There is a lot of information and uncertainty in the world of Type 1 Diabetes and whether to bolus for protein and fats or not. I, for one, am often unsure how to take these into account when my 14 year old daughter needs to bolus for a meal.
Recently, I became aware of current research that is being undertaken by Dr Kirstie Bell and other highly esteemed medical professionals at the Charles Perkins Centre, University of Sydney. The resumes of those leading the charge in relation to researching the effects of Fats and Protein are long and cover all facets of Type 1 Diabetes specialisation.
As a parent to a child with T1D, what I can say for certain is that different foods affect my daughter in different ways. I am yet, however, to determine in my own mind, how do I account for fats and protein? So, I thought I would go direct to the source of this research and contact Dr Bell. She was very kind with her time and provided the following findings from the research to date.
What effect does fat and protein have on blood glucose levels?
Carbohydrates have the biggest effect on blood glucose levels but our research, and others, is showing fat and protein can also have a substantial impact. This has really been highlighted by the Type 1 Diabetes community, who for years have been seeing this on their glucose monitors and, more recently, on their continuous glucose monitoring traces.
The blood glucose response to fat and protein looks different to the response to carbohydrates. While carbs tend to start raising glucose levels fairly quickly after a meal, the response to fat and protein is much more delayed. In the first 2-3 hours after a meal, fat and protein can slow down the digestion and release of carbs into the bloodstream and lead to a lower early glucose response.
After about 2-3 hours though, fat and protein start exerting their own effect, leading to high blood glucose levels that can stick around for 6 hours or more. The effect of fat is only obvious when eaten with carbs but protein can have an effect whether it’s eaten with carbs (e.g. spaghetti bolognese) or without (for example, steak & salad). However, you need more protein in a meal to see an effect if there are no carbs. What’s more, fat and protein have an additive effect, meaning that their effects on blood glucose levels are added when eaten together, causing an even bigger response overall.
It’s important to remember that just as everyone has differences in sensitivity to carbohydrate (i.e. you need a personalised insulin: carbohydrate ratio), sensitivity to fat and protein will also be individual. Some people will really notice a difference after these meals while others won’t. It also depends on what you usually eat – if you normally eat a consistent amount of fat and protein throughout the week, then even if your ‘usual’ is high, chances are that your long-acting or basal insulin has been tailored to account for some of the effects of fat and protein already. However, for those out-of-the-ordinary meals e.g. fish & chips on the beach, pizza night or a breakfast cook-up, you might need a different insulin dosing approach to keep blood glucose levels in check.

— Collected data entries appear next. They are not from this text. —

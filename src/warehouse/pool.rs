use std::collections::HashMap;
use std::future::Future;
use std::sync::atomic::{AtomicU64, Ordering};
use std::sync::{Arc, Mutex as StdMutex};

use dashmap::DashMap;
use futures::future::{BoxFuture, FutureExt, Shared};
use tokio::sync::Mutex;
use tokio::task::JoinHandle;
use tokio::time::{Instant, MissedTickBehavior};
use tracing::{debug, info, warn};

use super::handle::ConnectionHandle;
use super::WarehouseDriver;
use crate::config::{ConnectionConfig, PoolSettings};
use crate::error::{MetadataError, MetadataResult};
use crate::metadata::Row;

type PendingConnect = Shared<BoxFuture<'static, MetadataResult<Arc<ConnectionHandle>>>>;

/// Pool of warehouse connections keyed by connection target.
///
/// Concurrent callers for the same key share one in-flight connect. Idle
/// handles are evicted by a background sweep started with
/// [`WarehousePool::start`].
pub struct WarehousePool {
    driver: Arc<dyn WarehouseDriver>,
    settings: PoolSettings,
    epoch: Instant,
    handles: DashMap<String, Arc<ConnectionHandle>>,
    pending: Mutex<HashMap<String, PendingConnect>>,
    /// Bumped by `close_all`; connects begun before the bump are discarded.
    generation: AtomicU64,
    sweeper: StdMutex<Option<JoinHandle<()>>>,
}

impl WarehousePool {
    /// Create a pool without a background sweep.
    pub fn new(driver: Arc<dyn WarehouseDriver>, settings: PoolSettings) -> Arc<Self> {
        Arc::new(Self {
            driver,
            settings,
            epoch: Instant::now(),
            handles: DashMap::new(),
            pending: Mutex::new(HashMap::new()),
            generation: AtomicU64::new(0),
            sweeper: StdMutex::new(None),
        })
    }

    /// Create a pool and start its idle sweep. Requires a Tokio runtime.
    pub fn start(driver: Arc<dyn WarehouseDriver>, settings: PoolSettings) -> Arc<Self> {
        let pool = Self::new(driver, settings);
        pool.spawn_sweeper();
        pool
    }

    fn spawn_sweeper(self: &Arc<Self>) {
        let weak = Arc::downgrade(self);
        let period = self.settings.sweep_interval();

        let task = tokio::spawn(async move {
            let mut ticker = tokio::time::interval_at(Instant::now() + period, period);
            ticker.set_missed_tick_behavior(MissedTickBehavior::Delay);
            loop {
                ticker.tick().await;
                let Some(pool) = weak.upgrade() else {
                    break;
                };
                let evicted = pool.sweep_idle().await;
                if evicted > 0 {
                    debug!(evicted, remaining = pool.len(), "idle sweep");
                }
            }
        });

        if let Ok(mut sweeper) = self.sweeper.lock() {
            if let Some(previous) = sweeper.replace(task) {
                previous.abort();
            }
        }
    }

    fn now_ms(&self) -> u64 {
        self.epoch.elapsed().as_millis() as u64
    }

    /// Number of pooled handles.
    pub fn len(&self) -> usize {
        self.handles.len()
    }

    pub fn is_empty(&self) -> bool {
        self.handles.is_empty()
    }

    /// Whether a handle is pooled for `config`'s key.
    pub fn contains(&self, config: &ConnectionConfig) -> bool {
        self.handles.contains_key(&config.pool_key())
    }

    /// A connected handle for `key`, refreshed. A stale one is removed and closed.
    async fn live_handle(&self, key: &str) -> Option<Arc<ConnectionHandle>> {
        let handle = self.handles.get(key).map(|entry| entry.value().clone())?;

        if handle.is_connected() {
            handle.touch(self.now_ms());
            debug!(key, handle = %handle.id(), "reusing warehouse connection");
            return Some(handle);
        }

        self.handles.remove_if(key, |_, pooled| Arc::ptr_eq(pooled, &handle));
        debug!(key, handle = %handle.id(), "discarding stale warehouse connection");
        handle.close().await;
        None
    }

    fn connect_future(&self, config: ConnectionConfig) -> BoxFuture<'static, MetadataResult<Arc<ConnectionHandle>>> {
        let driver = self.driver.clone();
        let timeout = self.settings.connect_timeout();
        let epoch = self.epoch;

        async move {
            let target = config.display_target();
            debug!(target = %target, "connecting to warehouse");

            let client = match tokio::time::timeout(timeout, driver.connect(&config)).await {
                Ok(result) => result?,
                Err(_) => {
                    return Err(MetadataError::ConnectionTimeout {
                        target,
                        seconds: timeout.as_secs(),
                    })
                }
            };

            let now_ms = epoch.elapsed().as_millis() as u64;
            Ok(Arc::new(ConnectionHandle::new(config.pool_key(), client, now_ms)))
        }
        .boxed()
    }

    /// Return the pooled handle for `config`, connecting if needed.
    ///
    /// A connect already in flight for the same key is joined rather than
    /// repeated. Failed or timed-out connects leave nothing in the pool, and a
    /// connect that finishes after [`close_all`](Self::close_all) is closed
    /// instead of pooled.
    pub async fn get_connection(&self, config: &ConnectionConfig) -> MetadataResult<Arc<ConnectionHandle>> {
        let key = config.pool_key();

        if let Some(handle) = self.live_handle(&key).await {
            return Ok(handle);
        }

        let (connect, generation) = {
            let mut pending = self.pending.lock().await;
            if let Some(handle) = self.live_handle(&key).await {
                return Ok(handle);
            }
            let generation = self.generation.load(Ordering::Acquire);
            let connect = match pending.get(&key) {
                Some(in_flight) => {
                    debug!(key = %key, "joining in-flight warehouse connect");
                    in_flight.clone()
                }
                None => {
                    let connect = self.connect_future(config.clone()).shared();
                    pending.insert(key.clone(), connect.clone());
                    connect
                }
            };
            (connect, generation)
        };

        let result = connect.clone().await;

        // First waiter to finish publishes the handle, then clears the slot.
        {
            let mut pending = self.pending.lock().await;
            if self.generation.load(Ordering::Acquire) != generation {
                drop(pending);
                if let Ok(handle) = &result {
                    debug!(key = %key, handle = %handle.id(), "pool closed during connect, discarding connection");
                    handle.close().await;
                    return Err(MetadataError::PoolClosed {
                        target: config.display_target(),
                    });
                }
                return result;
            }
            if pending
                .get(&key)
                .is_some_and(|in_flight| Shared::ptr_eq(in_flight, &connect))
            {
                if let Ok(handle) = &result {
                    self.handles.insert(key.clone(), handle.clone());
                    info!(key = %key, handle = %handle.id(), "warehouse connection established");
                }
                pending.remove(&key);
            }
        }

        if let Err(err) = &result {
            warn!(key = %key, error = %err, "warehouse connect failed");
        }
        result
    }

    /// Run `sql` on a pooled connection and fetch every row.
    ///
    /// The handle counts as busy until the session closes, so the idle sweep
    /// leaves it alone. A failure that poisons the connection marks the
    /// handle stale before the error is returned.
    pub async fn execute_query(&self, sql: &str, config: &ConnectionConfig) -> MetadataResult<Vec<Row>> {
        let handle = self.get_connection(config).await?;

        let result = {
            let _in_use = handle.begin_use();
            async {
                let mut session = handle.client().open_session().await?;
                let rows = session.execute(sql).await;
                session.close().await;
                rows
            }
            .await
        };

        match result {
            Ok(rows) => {
                handle.touch(self.now_ms());
                Ok(rows)
            }
            Err(err) if err.marks_connection_stale() => {
                handle.mark_stale();
                warn!(key = %handle.key(), handle = %handle.id(), error = %err, "warehouse query failed, connection marked stale");
                Err(err)
            }
            Err(err) => {
                warn!(key = %handle.key(), handle = %handle.id(), error = %err, "warehouse query failed");
                Err(err)
            }
        }
    }

    /// Close and remove handles idle past the threshold, and stale ones.
    /// Handles with a query running are skipped. Returns how many were evicted.
    pub async fn sweep_idle(&self) -> usize {
        let now = self.now_ms();
        let idle_ms = self.settings.idle_timeout().as_millis() as u64;

        let expired: Vec<Arc<ConnectionHandle>> = self
            .handles
            .iter()
            .filter(|entry| {
                let handle = entry.value();
                if handle.is_busy() {
                    return false;
                }
                !handle.is_connected() || now.saturating_sub(handle.last_used_ms()) > idle_ms
            })
            .map(|entry| entry.value().clone())
            .collect();

        let mut evicted = 0;
        for handle in expired {
            if self
                .handles
                .remove_if(handle.key(), |_, pooled| Arc::ptr_eq(pooled, &handle))
                .is_some()
            {
                debug!(key = %handle.key(), handle = %handle.id(), "evicting idle warehouse connection");
                handle.close().await;
                evicted += 1;
            }
        }
        evicted
    }

    /// Stop the idle sweep and close every pooled handle.
    ///
    /// Connects still in flight are abandoned: their callers get
    /// [`MetadataError::PoolClosed`] and the new client is closed. The pool
    /// can still be used afterwards, without a sweep.
    pub async fn close_all(&self) {
        if let Ok(mut sweeper) = self.sweeper.lock() {
            if let Some(task) = sweeper.take() {
                task.abort();
            }
        }

        {
            let mut pending = self.pending.lock().await;
            self.generation.fetch_add(1, Ordering::AcqRel);
            pending.clear();
        }

        let keys: Vec<String> = self.handles.iter().map(|entry| entry.key().clone()).collect();
        let mut closed = 0;
        for key in keys {
            if let Some((_, handle)) = self.handles.remove(&key) {
                handle.close().await;
                closed += 1;
            }
        }
        info!(closed, "closed warehouse connections");
    }

    /// Close every handle when the process receives Ctrl-C or SIGTERM.
    pub fn close_on_shutdown(self: &Arc<Self>) -> JoinHandle<()> {
        self.close_on(shutdown_signal())
    }

    /// Close every handle once `signal` resolves. The task does not keep the
    /// pool alive.
    pub fn close_on<F>(self: &Arc<Self>, signal: F) -> JoinHandle<()>
    where
        F: Future<Output = ()> + Send + 'static,
    {
        let weak = Arc::downgrade(self);
        tokio::spawn(async move {
            signal.await;
            if let Some(pool) = weak.upgrade() {
                info!("shutdown signal received");
                pool.close_all().await;
            }
        })
    }
}

impl Drop for WarehousePool {
    fn drop(&mut self) {
        if let Ok(mut sweeper) = self.sweeper.lock() {
            if let Some(task) = sweeper.take() {
                task.abort();
            }
        }
    }
}

async fn shutdown_signal() {
    let ctrl_c = async {
        if let Err(err) = tokio::signal::ctrl_c().await {
            warn!(error = %err, "failed to listen for ctrl-c");
            std::future::pending::<()>().await;
        }
    };

    #[cfg(unix)]
    let terminate = async {
        match tokio::signal::unix::signal(tokio::signal::unix::SignalKind::terminate()) {
            Ok(mut signal) => {
                signal.recv().await;
            }
            Err(err) => {
                warn!(error = %err, "failed to listen for SIGTERM");
                std::future::pending::<()>().await;
            }
        }
    };

    #[cfg(not(unix))]
    let terminate = std::future::pending::<()>();

    tokio::select! {
        _ = ctrl_c => {},
        _ = terminate => {},
    }
}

How to dose insulin for fat and protein?
Just as your response to fat and protein is going to be individualised – so is the insulin dosing solution. No one size will fit everyone perfectly and it might take some experimentation to find what works for you. We do know some general ‘rules’ though:
- Insulin can’t all be dosed upfront – as fat and protein have a delayed effect and can reduce glucose levels in the first 2-3 hours, simply dosing extra insulin at the time of the meal can contribute to a higher risk of hypoglycemia in this time. It also means there will be less insulin working when fat and protein start raising blood glucose levels 2-3 hours later.
- If you use an insulin pump – try using a dual-wave (also called a combination wave), so some of the insulin is dosed upfront as usual and the remainder is dosed over about 2 hours.
- If you use insulin injections, you may need some extra insulin 1-2 hours after the meal.
We hope this clarifies things for you but please remember that individual circumstances vary greatly in relation to Type 1 Diabetes and it is important to work with your Clinical team to get the most effective outcome for your needs.